The clinicians responsible for caring for Tyler followed the CPG recommendation on proper communication. They communicated effectively with the patient and informed him of changes in his conditions. They also gave the patient their recommendations and allowed the patient to make decisions. This can be seen when Tyler needed IV antibiotics after developing another peg site infection. The registered nurse and medical officer providing care to the patient had recommended the admission of Tyler into the hospital. However after discussions they decided that the Community Palliative Care Team would provide care to Tyler at his home. The clinicians also communicated to Tyler’s family about his condition. This can be seen when he made a request to be moved to the hospice. The registered nurse discussed his condition and his decision with Catherine. The registered nurse also held extensive discussions with Tyler and Catherine after Tyler’s condition had worsened. The nurse further called Tyler’s mother so that she could come and visit him at the hospice. Despite the efforts made to communicate with Tyler and his family, the communication was not effective thus leading to the death of Tyler without fulfilling his wishes of going to the hospice. This delay was caused by the disagreement between Catherine and Tyler’s mother. The registered nurse was not able to mediate the differences between the two or initiate a meeting for all the family members. The nurse further failed to immediately implement Tyler’s wish to be moved to a hospice before he died. Moreover, Tyler’s wife did not seem to understand the severity of her husband’s condition.   

The National Safety and Quality Health Service (NSQHS) Standards Leaders of health services organisations should set up systems which ensure proper communication between the clinicians and between the patients and clinicians (Australian Commission on Safety and Quality in Health Care, 2019). 

Proper communication follows the nurse practice standard of engaging in therapeutic and professional relationships (Nursing and Midwifery Board APHRA, 2017). 

References

Australian Catholic University. (n.d.). End of Life Care. 

Australian Commission on Safety and Quality in Health Care. (2019). The NSQHS Standards.  https://www.safetyandquality.gov.au/standards/nsqhs-standards

Masrori, P., & Van Damme, P. (2020). Amyotrophic lateral sclerosis: a clinical     review. European Journal of Neurology27(10), 1918-1929.
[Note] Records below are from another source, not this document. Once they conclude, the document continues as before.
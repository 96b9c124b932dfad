//! Tasca repository contracts and SQLite implementation.
//!
//! # Responsibility
//! - Provide append/read APIs over canonical `tascas` storage.
//! - Own the case-insensitive substring pre-filter used by listings.
//! - Keep SQL and `schedule_json` encoding inside the persistence boundary.
//!
//! # Invariants
//! - Write paths must call `Tasca::validate()` before SQL mutations.
//! - Read paths reject invalid persisted state (bad UUID, price tier or
//!   schedule) instead of masking it.

use crate::db::migrations::{current_user_version, latest_version};
use crate::db::DbError;
use crate::model::review::ReviewValidationError;
use crate::model::tasca::{PriceLevel, Tasca, TascaId, TascaValidationError};
use crate::schedule::WeeklySchedule;
use chrono::Utc;
use rusqlite::types::Value;
use rusqlite::{params, params_from_iter, Connection, Row};
use std::error::Error;
use std::fmt::{Display, Formatter};
use uuid::Uuid;

const TASCA_SELECT_SQL: &str = "SELECT
    id,
    name,
    address,
    city,
    lat,
    lng,
    price_level,
    has_menu_of_day,
    accepts_cards,
    veg_options,
    gluten_free,
    tags_csv,
    phone,
    website,
    menu_url,
    schedule_json,
    created_at,
    updated_at,
    pending_sync
FROM tascas";

const TASCA_COLUMNS: &[&str] = &[
    "id",
    "name",
    "address",
    "city",
    "lat",
    "lng",
    "price_level",
    "has_menu_of_day",
    "accepts_cards",
    "veg_options",
    "gluten_free",
    "tags_csv",
    "phone",
    "website",
    "menu_url",
    "schedule_json",
    "created_at",
    "updated_at",
    "pending_sync",
];

pub type RepoResult<T> = Result<T, RepoError>;

/// Generic repository error for tasca/review persistence and queries.
#[derive(Debug)]
pub enum RepoError {
    InvalidTasca(TascaValidationError),
    InvalidReview(ReviewValidationError),
    Db(DbError),
    NotFound(Uuid),
    InvalidData(String),
    UninitializedConnection {
        expected_version: u32,
        actual_version: u32,
    },
    MissingRequiredTable(&'static str),
    MissingRequiredColumn {
        table: &'static str,
        column: &'static str,
    },
}

impl Display for RepoError {
    fn fmt(&self, f: &mut Formatter<'_>) -> std::fmt::Result {
        match self {
            Self::InvalidTasca(err) => write!(f, "{err}"),
            Self::InvalidReview(err) => write!(f, "{err}"),
            Self::Db(err) => write!(f, "{err}"),
            Self::NotFound(id) => write!(f, "record not found: {id}"),
            Self::InvalidData(message) => write!(f, "invalid persisted data: {message}"),
            Self::UninitializedConnection {
                expected_version,
                actual_version,
            } => write!(
                f,
                "connection schema version {actual_version} does not match expected {expected_version}; open it with db::open_db"
            ),
            Self::MissingRequiredTable(table) => write!(f, "missing required table `{table}`"),
            Self::MissingRequiredColumn { table, column } => {
                write!(f, "missing required column `{table}.{column}`")
            }
        }
    }
}

impl Error for RepoError {
    fn source(&self) -> Option<&(dyn Error + 'static)> {
        match self {
            Self::InvalidTasca(err) => Some(err),
            Self::InvalidReview(err) => Some(err),
            Self::Db(err) => Some(err),
            _ => None,
        }
    }
}

impl From<TascaValidationError> for RepoError {
    fn from(value: TascaValidationError) -> Self {
        Self::InvalidTasca(value)
    }
}

impl From<ReviewValidationError> for RepoError {
    fn from(value: ReviewValidationError) -> Self {
        Self::InvalidReview(value)
    }
}

impl From<DbError> for RepoError {
    fn from(value: DbError) -> Self {
        Self::Db(value)
    }
}

impl From<rusqlite::Error> for RepoError {
    fn from(value: rusqlite::Error) -> Self {
        Self::Db(DbError::Sqlite(value))
    }
}

/// Repository interface for the tasca store.
pub trait TascaRepository {
    /// Inserts one tasca, stamping timestamps when absent.
    fn create_tasca(&self, tasca: &Tasca) -> RepoResult<TascaId>;
    /// Gets one tasca by id.
    fn get_tasca(&self, id: TascaId) -> RepoResult<Option<Tasca>>;
    /// Lists tascas; a non-blank `query` keeps rows whose name, city or
    /// address contains it (case-insensitive).
    fn list_tascas(&self, query: Option<&str>) -> RepoResult<Vec<Tasca>>;
    /// Counts stored tascas.
    fn count_tascas(&self) -> RepoResult<u64>;
}

/// SQLite-backed tasca repository.
pub struct SqliteTascaRepository<'conn> {
    conn: &'conn Connection,
}

impl<'conn> SqliteTascaRepository<'conn> {
    /// Constructs a repository from a migrated connection.
    pub fn try_new(conn: &'conn Connection) -> RepoResult<Self> {
        ensure_connection_ready(conn, "tascas", TASCA_COLUMNS)?;
        Ok(Self { conn })
    }
}

impl TascaRepository for SqliteTascaRepository<'_> {
    fn create_tasca(&self, tasca: &Tasca) -> RepoResult<TascaId> {
        tasca.validate()?;

        let schedule_json = tasca
            .schedule
            .to_json()
            .map_err(|err| RepoError::InvalidData(err.to_string()))?;
        let now = now_epoch_ms();
        let created_at = tasca.created_at.unwrap_or(now);
        let updated_at = tasca.updated_at.unwrap_or(created_at);

        self.conn.execute(
            "INSERT INTO tascas (
                id,
                name,
                address,
                city,
                lat,
                lng,
                price_level,
                has_menu_of_day,
                accepts_cards,
                veg_options,
                gluten_free,
                tags_csv,
                phone,
                website,
                menu_url,
                schedule_json,
                created_at,
                updated_at,
                pending_sync
            ) VALUES (?1, ?2, ?3, ?4, ?5, ?6, ?7, ?8, ?9, ?10, ?11, ?12, ?13, ?14, ?15, ?16, ?17, ?18, ?19);",
            params![
                tasca.id.to_string(),
                tasca.name.as_str(),
                tasca.address.as_str(),
                tasca.city.as_str(),
                tasca.lat,
                tasca.lng,
                i64::from(tasca.price_level.level()),
                bool_to_int(tasca.has_menu_of_day),
                bool_to_int(tasca.accepts_cards),
                bool_to_int(tasca.veg_options),
                bool_to_int(tasca.gluten_free),
                tasca.tags_csv.as_str(),
                tasca.phone.as_deref(),
                tasca.website.as_deref(),
                tasca.menu_url.as_deref(),
                schedule_json,
                created_at,
                updated_at,
                bool_to_int(tasca.pending_sync),
            ],
        )?;

        Ok(tasca.id)
    }

    fn get_tasca(&self, id: TascaId) -> RepoResult<Option<Tasca>> {
        let mut stmt = self
            .conn
            .prepare(&format!("{TASCA_SELECT_SQL} WHERE id = ?1;"))?;
        let mut rows = stmt.query([id.to_string()])?;
        if let Some(row) = rows.next()? {
            return Ok(Some(parse_tasca_row(row)?));
        }

        Ok(None)
    }

    fn list_tascas(&self, query: Option<&str>) -> RepoResult<Vec<Tasca>> {
        let mut sql = String::from(TASCA_SELECT_SQL);
        let mut bind_values: Vec<Value> = Vec::new();

        if let Some(text) = query.map(str::trim).filter(|text| !text.is_empty()) {
            sql.push_str(
                " WHERE name LIKE ?1 ESCAPE '\\'
                   OR city LIKE ?1 ESCAPE '\\'
                   OR address LIKE ?1 ESCAPE '\\'",
            );
            bind_values.push(Value::Text(like_pattern(text)));
        }

        sql.push_str(" ORDER BY created_at ASC, rowid ASC");

        let mut stmt = self.conn.prepare(&sql)?;
        let mut rows = stmt.query(params_from_iter(bind_values))?;
        let mut tascas = Vec::new();
        while let Some(row) = rows.next()? {
            tascas.push(parse_tasca_row(row)?);
        }

        Ok(tascas)
    }

    fn count_tascas(&self) -> RepoResult<u64> {
        let count: i64 = self
            .conn
            .query_row("SELECT COUNT(*) FROM tascas;", [], |row| row.get(0))?;
        u64::try_from(count)
            .map_err(|_| RepoError::InvalidData(format!("negative tasca count {count}")))
    }
}

/// Builds a `LIKE` substring pattern with `%`, `_` and `\` escaped.
pub(crate) fn like_pattern(text: &str) -> String {
    let mut pattern = String::with_capacity(text.len() + 2);
    pattern.push('%');
    for ch in text.chars() {
        if matches!(ch, '%' | '_' | '\\') {
            pattern.push('\\');
        }
        pattern.push(ch);
    }
    pattern.push('%');
    pattern
}

fn parse_tasca_row(row: &Row<'_>) -> RepoResult<Tasca> {
    let id_text: String = row.get("id")?;
    let id = parse_uuid(&id_text, "tascas.id")?;

    let level: i64 = row.get("price_level")?;
    let price_level = u8::try_from(level)
        .ok()
        .and_then(PriceLevel::from_level)
        .ok_or_else(|| {
            RepoError::InvalidData(format!(
                "invalid price level `{level}` in tascas.price_level"
            ))
        })?;

    let schedule_json: String = row.get("schedule_json")?;
    let schedule = WeeklySchedule::from_json(&schedule_json).map_err(|err| {
        RepoError::InvalidData(format!("invalid schedule for tasca {id}: {err}"))
    })?;

    Ok(Tasca {
        id,
        name: row.get("name")?,
        address: row.get("address")?,
        city: row.get("city")?,
        lat: row.get("lat")?,
        lng: row.get("lng")?,
        price_level,
        has_menu_of_day: int_to_bool(row.get("has_menu_of_day")?, "tascas.has_menu_of_day")?,
        accepts_cards: int_to_bool(row.get("accepts_cards")?, "tascas.accepts_cards")?,
        veg_options: int_to_bool(row.get("veg_options")?, "tascas.veg_options")?,
        gluten_free: int_to_bool(row.get("gluten_free")?, "tascas.gluten_free")?,
        tags_csv: row.get("tags_csv")?,
        phone: row.get("phone")?,
        website: row.get("website")?,
        menu_url: row.get("menu_url")?,
        schedule,
        created_at: Some(row.get("created_at")?),
        updated_at: Some(row.get("updated_at")?),
        pending_sync: int_to_bool(row.get("pending_sync")?, "tascas.pending_sync")?,
    })
}

pub(crate) fn parse_uuid(value: &str, column: &str) -> RepoResult<Uuid> {
    Uuid::parse_str(value)
        .map_err(|_| RepoError::InvalidData(format!("invalid uuid value `{value}` in {column}")))
}

pub(crate) fn int_to_bool(value: i64, column: &str) -> RepoResult<bool> {
    match value {
        0 => Ok(false),
        1 => Ok(true),
        other => Err(RepoError::InvalidData(format!(
            "invalid boolean value `{other}` in {column}"
        ))),
    }
}

pub(crate) fn bool_to_int(value: bool) -> i64 {
    if value {
        1
    } else {
        0
    }
}

pub(crate) fn now_epoch_ms() -> i64 {
    Utc::now().timestamp_millis()
}

/// Verifies the connection is migrated and exposes the expected table shape.
pub(crate) fn ensure_connection_ready(
    conn: &Connection,
    table: &'static str,
    columns: &[&'static str],
) -> RepoResult<()> {
    let expected_version = latest_version();
    let actual_version = current_user_version(conn)?;
    if actual_version != expected_version {
        return Err(RepoError::UninitializedConnection {
            expected_version,
            actual_version,
        });
    }

    if !table_exists(conn, table)? {
        return Err(RepoError::MissingRequiredTable(table));
    }

    for &column in columns {
        if !table_has_column(conn, table, column)? {
            return Err(RepoError::MissingRequiredColumn { table, column });
        }
    }

    Ok(())
}

fn table_exists(conn: &Connection, table: &str) -> RepoResult<bool> {
    let exists: i64 = conn.query_row(
        "SELECT EXISTS(
            SELECT 1
            FROM sqlite_master
            WHERE type = 'table' AND name = ?1
        );",
        [table],
        |row| row.get(0),
    )?;
    Ok(exists == 1)
}

fn table_has_column(conn: &Connection, table: &str, column: &str) -> RepoResult<bool> {
    let mut stmt = conn.prepare(&format!("PRAGMA table_info({table});"))?;
    let mut rows = stmt.query([])?;
    while let Some(row) = rows.next()? {
        let current: String = row.get(1)?;
        if current == column {
            return Ok(true);
        }
    }
    Ok(false)
}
Nursing and Midwifery Board APHRA. (2017). Registered nurse standards for practice.   https://www.nursingmidwiferyboard.gov.au/Codes-Guidelines-Statements/Professional-   standards/registered-nurse-standards-for-practice.aspx

Oliver, D. J. (2019). Palliative care in motor neurone disease: where are we now?. Palliative        Care: Research and Treatment12, 1178224218813914.

Palliative Care Australia. (n.d.). National Palliative Care Standards.            https://palliativecare.org.au/standards

Taylor, P., Dowding, D., & Johnson, M. (2017). Clinical decision making in the recognition of    dying: A qualitative interview study. BMC Palliative Care16(1), 1-11.